When it comes to controversial legal battles, one question has existed in the collective consciousness of true crime lovers since 1994: did O.J. do it? Is Orenthal James Simpson, the former NFL running back and actor, to blame for the murders of Nicole Brown and Ron Goldman?
Having been acquitted of the murders in October 1995, Simpson has continued to filter into the public eye with the help of his still hotly debated guilt, ever-mounting criminal allegations, and the announcement in 2006 he would be publishing a controversial book titled, If I Did It. Often referred to as O.J. Simpson's formal confession narrative, If I Did It endured an arduous journey from draft to publication that included several lawsuits, public outcry, and intense moral debate.
Beginning with the hand of a ghost writer hired by Simpson and finally ending with two grieving families re-opening old wounds, here are all the facts any true crime enthusiast needs to know about O.J. Simpson's If I Did It.
The Publication Announcement Of 'If I Did It' Threw The Victims' Families Into A Frenzy
O.J. Simpson and publisher ReganBooks (a branch of HarperCollins Publishers) announced in November of 2006 that the ex-NFL running back's ghost-written book, If I Did It, would be released later that month. The book, which provides an allegedly fictional portrayal of the 1994 murders of Nicole Brown Simpson and Ron Goldman, was immediately received by the public as an official confession of O.J.'s involvement in the murders.
Immediately following the surprise announcement, the families of Nicole Brown Simpson and Ron Goldman spoke out fervently against its publication. Since the Goldmans had previously sued and won a wrongful death settlement against Simpson in civil court, they were concerned he would end up unlawfully profiting from the book's proceeds. Denise Brown, Nicole's sister, was outraged, stating that the book's publication was "a morally wrong thing to do."
Public Outcry Stopped The Publication Of The Book And Its Accompanying Fox TV Special
In addition to the scheduled release of the book, the Fox Network and its affiliate channels were gearing up to broadcast an accompanying television special aptly named O.J. Simpson: If I Did It, Here's How It Happened, in which Simpson would provide a full-length interview to Judith Regan, the theoretical publisher of the book. However, Fox's affiliates refused to agree to air the special, many insisting that they would instead show public service announcements during the time slot.
Additionally, the Goldman family started an online petition calling for the show and book to be boycotted by the public, earning tens of thousands of signatures within a matter of days. By November 20, 2006, the book and television special were canceled, and the book's publisher, Judith Regan, was promptly fired from HarperCollins.
Simpson's Ghostwriter Testified Against Him In The 1995 Trial
Pablo Fenjves, the ghostwriter for If I Did It, spent several days interviewing Simpson in order to adequately record his entire account of the murders to write the book intended to serve as Simpson's "hypothetical confession." Fenjves told CBS news in a 2007 interview he believed Simpson was guilty before ever meeting him, and continued to believe so after beginning the interviews. "You know, to be given an opportunity to sit in a room with a man that, you know, I personally believed to be a murderer - was just - it was hard to not do it," explained Fenjves.
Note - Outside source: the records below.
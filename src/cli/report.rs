use super::CutoffArgs;
use boltzana::boltz::{
    confidence_table, discover_model_numbers, find_affinity_json, parse_affinity,
    structure_file_for_model,
};
use boltzana::{
    extract_interactions, write_df_to_file, AnalysisError, Cutoffs, StructureModel, TableFileType,
};
use clap::Parser;
use rayon::prelude::*;
use std::path::PathBuf;
use tracing::{debug, error, info, trace, warn};

#[derive(Parser, Debug, Clone)]
#[command(version, about)]
pub(crate) struct Args {
    /// Path to an extracted prediction results directory
    #[arg(short, long)]
    input: PathBuf,

    /// Output directory; one subdirectory is created per model
    #[arg(short, long)]
    output: PathBuf,

    /// Comma-separated model numbers to analyze, e.g. 0,2.
    /// All discovered models are analyzed when omitted.
    #[arg(short, long)]
    models: Option<String>,

    /// Output file type for tables
    #[arg(short = 't', long, default_value_t = TableFileType::Csv, value_enum)]
    output_format: TableFileType,

    #[command(flatten)]
    cutoffs: CutoffArgs,
}

pub(crate) fn run(args: &Args) {
    trace!("{args:?}");

    let cutoffs = match args.cutoffs.to_cutoffs() {
        Ok(cutoffs) => cutoffs,
        Err(e) => {
            error!("{e}");
            return;
        }
    };

    let model_nums: Vec<usize> = match &args.models {
        Some(spec) => match parse_model_list(spec) {
            Ok(nums) => nums,
            Err(e) => {
                error!("{e}");
                return;
            }
        },
        None => match discover_model_numbers(&args.input) {
            Ok(nums) if !nums.is_empty() => nums,
            Ok(_) => {
                error!(
                    "No model structure files found under {}",
                    args.input.display()
                );
                return;
            }
            Err(e) => {
                error!("{e}");
                return;
            }
        },
    };
    info!("Analyzing {} model(s): {model_nums:?}", model_nums.len());

    // Ensemble affinity metrics, when the prediction produced them
    match find_affinity_json(&args.input) {
        Ok(Some(path)) => match parse_affinity(&path) {
            Ok(affinity) => {
                for (key, value) in &affinity {
                    info!("{key}: {value:.3}");
                }
            }
            Err(e) => warn!("{e}"),
        },
        Ok(None) => debug!("No affinity file found"),
        Err(e) => warn!("{e}"),
    }

    // Confidence summary across all models
    match confidence_table(&args.input) {
        Ok(mut df) => {
            let summary_file = args.output.join("confidence_summary");
            match write_df_to_file(&mut df, &summary_file, args.output_format) {
                Ok(path) => info!("Confidence summary saved to {}", path.display()),
                Err(e) => error!("Failed to write confidence summary: {e}"),
            }
        }
        Err(e) => warn!("{e}"),
    }

    // Models are independent; a failing model is reported without
    // aborting the rest of the batch
    let outcomes: Vec<(usize, Result<PathBuf, AnalysisError>)> = model_nums
        .par_iter()
        .map(|&model_num| (model_num, analyze_one(args, cutoffs, model_num)))
        .collect();

    let mut failed = 0;
    for (model_num, outcome) in &outcomes {
        match outcome {
            Ok(path) => info!("model_{model_num}: interactions saved to {}", path.display()),
            Err(e) => {
                failed += 1;
                error!("model_{model_num}: {e}");
            }
        }
    }
    if failed > 0 {
        warn!("{failed} of {} model(s) failed", outcomes.len());
    }
}

fn analyze_one(
    args: &Args,
    cutoffs: Cutoffs,
    model_num: usize,
) -> Result<PathBuf, AnalysisError> {
    let structure = structure_file_for_model(&args.input, model_num)?;
    debug!(
        "model_{model_num}: using structure file {}",
        structure.display()
    );

    let (model, warnings) =
        StructureModel::from_file(&structure, format!("model_{model_num}"))?;
    for e in &warnings {
        warn!("model_{model_num}: {e}");
    }

    extract_interactions(&model, cutoffs, &args.output, model_num, args.output_format)
}

fn parse_model_list(spec: &str) -> Result<Vec<usize>, String> {
    spec.split(',')
        .map(str::trim)
        .filter(|s| !s.is_empty())
        .map(|s| {
            s.parse::<usize>()
                .map_err(|_| format!("Invalid model number `{s}` in --models"))
        })
        .collect()
}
Interestingly enough, Fenjves had also testified at Simpson's 1995 trial - as he was Nicole Brown's neighbor at the time of the murders and was familiar with the individuals involved. During the trial, Fenjves recalled he heard a "plaintive wail" from Brown's dog as it stood near the bodies of Brown and Goldman. Upon meeting to begin the book interviews, Simpson said, "Have you ever heard of a man being put away on the testimony of a wailing dog?" apparently to let Fenjves know that he recognized him from the trial.
The Goldmans Won A Wrongful Death Suit - But Simpson Wouldn't Pay Up
In 1995, the family of Ron Goldman, who was murdered alongside Nicole Brown Simpson, filed and won a civil case against Simpson for the wrongful death of their son. As a result, the judge awarded the family a settlement of over $30 million to be paid to them by Simpson. However, the family ran into trouble obtaining this settlement money, as they are not allowed to collect it from the pension that Simpson lives on and Simpson in turn is not allowed to make an additional profit off of anything pertaining to the murders from which he was acquitted. In order to get the money they were owed, the Goldmans had to try a different route.
After repeatedly being unable to recoup their settlement payout, a bankruptcy court awarded the rights to the book and television interview for If I Did It to the Goldman family after Simpson had illegally transferred the rights to his children.